Creatinina, ureia, potássio? Aparentemente esses conceitos eram desconhecidos para os meus dois pediatras, que nunca equacionaram, sequer, que os meus rins estivessem a falhar, mesmo conhecendo a síndrome. Cheguei, inclusive, a ir a uma consulta de Pedopsiquiatria, por recomendação da médica do SNS, que achava que podia ter anorexia.
Andámos nisto cerca de 2 anos, até que, no final do verão de 2011, e depois de ter feito mais umas análises e de ouvir a mesma lengalenga do pediatra, que sugeriu inclusive aos meus pais que me levassem à urgência e pedissem uma transfusão de sangue, fomos a casa da outra pediatra, que me mandou tomar mais 15 dias de ferro, estando eu super-intoxicada de tudo e mais alguma coisa.

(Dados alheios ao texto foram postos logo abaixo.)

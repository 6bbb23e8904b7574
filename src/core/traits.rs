//! The classifier seam between the pipeline and the numeric backends.

use crate::core::batch::Tensor1D;
use crate::core::errors::{DoodleError, DoodleResult};
use crate::domain::Prediction;
use crate::processors::softmax::softmax;
use ndarray::ArrayView1;
use std::sync::Arc;

/// A loaded image classifier.
///
/// Backends implement [`Classifier::logits`]; the provided
/// [`Classifier::predict`] validates the input length at the boundary, turns
/// raw scores into a probability distribution and picks the top class.
/// Implementations must be pure: the same input always yields the same scores.
pub trait Classifier: Send + Sync + std::fmt::Debug {
    /// Human-readable model name used in logs and errors.
    fn name(&self) -> &str;

    /// Number of values the model consumes.
    fn input_len(&self) -> usize;

    /// Number of classes the model scores.
    fn num_classes(&self) -> usize;

    /// Runs the network and returns one raw score per class.
    ///
    /// Called only with inputs of length [`Classifier::input_len`].
    fn logits(&self, input: ArrayView1<'_, f32>) -> DoodleResult<Vec<f32>>;

    /// Classifies a preprocessed tensor.
    ///
    /// # Errors
    ///
    /// * `ShapeMismatch` if the tensor length differs from [`Classifier::input_len`]
    /// * `Inference` if the backend fails, returns the wrong number of scores,
    ///   or produces non-finite scores
    fn predict(&self, input: &Tensor1D) -> DoodleResult<Prediction> {
        if input.len() != self.input_len() {
            return Err(DoodleError::shape_mismatch(
                self.name(),
                self.input_len(),
                input.len(),
            ));
        }

        let scores = self.logits(input.view())?;
        if scores.len() != self.num_classes() {
            return Err(DoodleError::inference_error(
                self.name(),
                format!(
                    "expected {} class scores, got {}",
                    self.num_classes(),
                    scores.len()
                ),
                crate::core::errors::SimpleError::new("unexpected output length"),
            ));
        }

        let probabilities = softmax(&scores).map_err(|e| {
            DoodleError::inference_error(self.name(), "model produced unusable scores", e)
        })?;
        Prediction::from_probabilities(probabilities)
    }
}

/// Shared, read-only handle to a loaded classifier.
pub type ClassifierHandle = Arc<dyn Classifier>;
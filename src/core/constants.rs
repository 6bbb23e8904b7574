//! Constants shared across the capture and inference pipeline.

/// Default canvas width in pixels.
pub const DEFAULT_CANVAS_WIDTH: u32 = 800;

/// Default canvas height in pixels.
pub const DEFAULT_CANVAS_HEIGHT: u32 = 800;

/// Default stroke width in pixels.
pub const DEFAULT_LINE_WIDTH: u32 = 35;

/// Canvas background color (black).
pub const BACKGROUND_COLOR: [u8; 3] = [0, 0, 0];

/// Default stroke color (white).
pub const DEFAULT_STROKE_COLOR: [u8; 3] = [255, 255, 255];

/// Side length of the square model input.
pub const MODEL_INPUT_SIDE: u32 = 28;

/// Number of values in a preprocessed tensor (28 x 28).
pub const MODEL_INPUT_LEN: usize = (MODEL_INPUT_SIDE * MODEL_INPUT_SIDE) as usize;

/// Number of output classes.
pub const NUM_CLASSES: usize = 10;

/// Fixed path the raster snapshot is written to.
pub const DEFAULT_SNAPSHOT_PATH: &str = "user_image.jpg";

/// Default directory holding one subdirectory of weights per model variant.
pub const DEFAULT_MODEL_DIR: &str = "models";

/// File name of the safetensors weights inside a variant directory.
pub const SAFETENSORS_WEIGHTS_FILE: &str = "model.safetensors";

/// File name of the ONNX model inside a variant directory.
pub const ONNX_WEIGHTS_FILE: &str = "model.onnx";

/// File name of the optional architecture configuration inside a variant directory.
pub const MODEL_CONFIG_FILE: &str = "config.json";

/// Tolerance used when checking that probabilities sum to one.
pub const PROBABILITY_SUM_TOLERANCE: f64 = 1e-6;

/// Number of images above which batch loading switches to rayon.
pub const DEFAULT_PARALLEL_THRESHOLD: usize = 4;
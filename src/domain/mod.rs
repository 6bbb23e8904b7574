//! Domain types: the category table and prediction results.

pub mod categories;
pub mod prediction;

pub use categories::{CategoryTable, DOODLE_CATEGORIES};
pub use prediction::Prediction;
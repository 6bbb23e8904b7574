//! Candle device selection.

use crate::core::errors::DoodleError;
use candle_core::Device;

#[cfg(not(feature = "cuda"))]
fn cuda_not_enabled() -> DoodleError {
    DoodleError::config_error("CUDA support not enabled. Compile with --features cuda")
}

/// Parses a device string and creates a Candle [`Device`].
///
/// # Supported formats
///
/// - `"cpu"` → CPU device
/// - `"cuda"` or `"gpu"` → CUDA device 0
/// - `"cuda:N"` → CUDA device N (e.g., `"cuda:1"`)
///
/// # Errors
///
/// Returns a configuration error if the string is not recognized, or CUDA
/// is requested without the `cuda` feature.
pub fn parse_device(device_str: &str) -> Result<Device, DoodleError> {
    let device_str = device_str.trim().to_lowercase();
    match device_str.as_str() {
        "cpu" => Ok(Device::Cpu),
        "cuda" | "gpu" => {
            #[cfg(feature = "cuda")]
            {
                Device::new_cuda(0).map_err(|e| {
                    DoodleError::config_error(format!("Failed to create CUDA device: {}", e))
                })
            }
            #[cfg(not(feature = "cuda"))]
            {
                Err(cuda_not_enabled())
            }
        }
        s if s.starts_with("cuda:") => {
            let ordinal: usize = s["cuda:".len()..].parse().map_err(|_| {
                DoodleError::config_error(format!("Invalid CUDA device ordinal in '{}'", s))
            })?;
            #[cfg(feature = "cuda")]
            {
                Device::new_cuda(ordinal).map_err(|e| {
                    DoodleError::config_error(format!(
                        "Failed to create CUDA device {}: {}",
                        ordinal, e
                    ))
                })
            }
            #[cfg(not(feature = "cuda"))]
            {
                let _ = ordinal;
                Err(cuda_not_enabled())
            }
        }
        _ => Err(DoodleError::config_error(format!(
            "Unknown device: '{}'. Use 'cpu', 'cuda', or 'cuda:N'",
            device_str
        ))),
    }
}

#[cfg(test)]
mod tests {
    use super::*;

    #[test]
    fn test_parse_cpu() {
        assert!(matches!(parse_device("cpu"), Ok(Device::Cpu)));
        assert!(matches!(parse_device(" CPU "), Ok(Device::Cpu)));
    }

    #[test]
    fn test_parse_unknown() {
        assert!(parse_device("tpu").is_err());
        assert!(parse_device("cuda:x").is_err());
    }
}
//! Fully connected doodle classifier.

use super::config::FeedForwardConfig;
use super::weights::{candle_to_inference, layer_load_error, load_architecture, load_var_builder};
use crate::core::errors::{DoodleError, DoodleResult};
use crate::core::traits::Classifier;
use candle_core::{Device, Tensor};
use candle_nn::{Linear, Module, VarBuilder};
use ndarray::ArrayView1;
use std::path::Path;

const MODEL_NAME: &str = "feed_forward";

/// Multi-layer perceptron over the flattened 28x28 raster.
#[derive(Debug)]
pub struct FeedForwardNet {
    config: FeedForwardConfig,
    layers: Vec<Linear>,
    device: Device,
}

fn build_layers(
    config: &FeedForwardConfig,
    vb: &VarBuilder,
    on_error: impl Fn(&str, candle_core::Error) -> DoodleError,
) -> DoodleResult<Vec<Linear>> {
    let mut sizes = Vec::with_capacity(config.hidden_sizes.len() + 2);
    sizes.push(config.input_size);
    sizes.extend_from_slice(&config.hidden_sizes);
    sizes.push(config.num_classes);

    sizes
        .windows(2)
        .enumerate()
        .map(|(i, dims)| {
            let name = format!("fc{}", i + 1);
            candle_nn::linear(dims[0], dims[1], vb.pp(&name)).map_err(|e| on_error(name.as_str(), e))
        })
        .collect()
}

impl FeedForwardNet {
    /// Builds the network from a variable builder.
    ///
    /// Layers are read as `fc1`..`fcN`, where `N = hidden_sizes.len() + 1`.
    pub fn load(config: FeedForwardConfig, vb: VarBuilder, device: Device) -> DoodleResult<Self> {
        let layers = build_layers(&config, &vb, |layer, e| {
            DoodleError::model_load_error(
                MODEL_NAME,
                format!("cannot build layer '{}'", layer),
                None,
                Some(e),
            )
        })?;
        Ok(Self {
            config,
            layers,
            device,
        })
    }

    /// Loads `config.json` (optional) and `model.safetensors` from `model_dir`.
    ///
    /// # Errors
    ///
    /// `ModelLoad` if the weights are missing, corrupt or do not fit the
    /// architecture.
    pub fn from_dir(model_dir: impl AsRef<Path>, device: Device) -> DoodleResult<Self> {
        let model_dir = model_dir.as_ref();
        let config: FeedForwardConfig = load_architecture(model_dir)?;
        let vb = load_var_builder(model_dir, &device)?;
        let layers = build_layers(&config, &vb, |layer, e| layer_load_error(model_dir, layer, e))?;
        Ok(Self {
            config,
            layers,
            device,
        })
    }

    /// Architecture this network was built with.
    pub fn config(&self) -> &FeedForwardConfig {
        &self.config
    }

    fn forward(&self, xs: &Tensor) -> candle_core::Result<Tensor> {
        let last = self.layers.len().saturating_sub(1);
        let mut xs = xs.clone();
        for (i, layer) in self.layers.iter().enumerate() {
            xs = layer.forward(&xs)?;
            if i < last {
                xs = xs.relu()?;
            }
        }
        Ok(xs)
    }
}

impl Classifier for FeedForwardNet {
    fn name(&self) -> &str {
        MODEL_NAME
    }

    fn input_len(&self) -> usize {
        self.config.input_size
    }

    fn num_classes(&self) -> usize {
        self.config.num_classes
    }

    fn logits(&self, input: ArrayView1<'_, f32>) -> DoodleResult<Vec<f32>> {
        let data: Vec<f32> = input.iter().copied().collect();
        let xs = Tensor::from_vec(data, (1, self.config.input_size), &self.device)
            .map_err(|e| candle_to_inference(MODEL_NAME, "create input tensor", e))?;
        let logits = self
            .forward(&xs)
            .map_err(|e| candle_to_inference(MODEL_NAME, "forward pass", e))?;
        logits
            .squeeze(0)
            .and_then(|t| t.to_vec1::<f32>())
            .map_err(|e| candle_to_inference(MODEL_NAME, "read logits", e))
    }
}
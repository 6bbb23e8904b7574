//! The core module of the doodle pipeline.
//!
//! This module contains the pieces every other module builds on:
//! - Configuration loading and validation
//! - Constants used throughout the pipeline
//! - Error handling
//! - The [`Classifier`] trait and tensor aliases
//! - Parameter validation helpers

pub mod batch;
pub mod config;
pub mod constants;
pub mod errors;
pub mod traits;
pub mod validation;

pub use batch::{Tensor1D, TensorD};
pub use config::{ConfigError, ConfigValidator, DoodleConfig};
pub use constants::*;
pub use errors::{DoodleError, DoodleResult, ProcessingStage};
pub use traits::{Classifier, ClassifierHandle};

pub use crate::utils::init_tracing;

Mas, lembremo-nos, só a anemia importava, porque eu não comia e a culpa era inteiramente minha. Nesse dia, ao voltar para casa, lembro-me de me sentir completamente desorientada, quase sem noção da realidade. Acontece que nessa altura a minha mãe tinha uma cirurgia marcada e pediu à médica para fazer novas análises, pois não ia descansada comigo assim.
Na segunda-feira seguinte (primeiro dia de aulas do meu 4.º ano) fiz essas análises de manhã cedo e, no fim das aulas, o meu pai foi buscar-me e só me disse que estavam à nossa espera, de urgência, no Hospital Maria Pia. O que é que passou pela cabeça da médica nesse dia para de repente me mandar para lá? Nunca saberemos.
Quando lá chegámos, estava uma equipa de médicos de várias especialidades à minha espera, para perceber, afinal, o que se passava com a anemia misteriosa. Surpresa? Olharam para as análises e diagnosticaram-me em 5 segundos: insuficiência renal crónica terminal: “A sua filha precisa de um transplante”. Fui internada e comecei a fazer hemodiálise no dia seguinte.
Acredito que uma das vantagens de ser diagnosticada em criança é que levamos as coisas de forma leve, pois nem nos apercebemos de nada. Fui transplantada a 16 de maio de 2013, em Coimbra. Esperei um ano pelo transplante. Hoje levo uma vida absolutamente normal.
Estou consciente da minha doença, mas não deixo que ela me limite. Não penso no dia em que o rim falhar, mas quero aproveitar toda a liberdade que ele me dá. E é muita!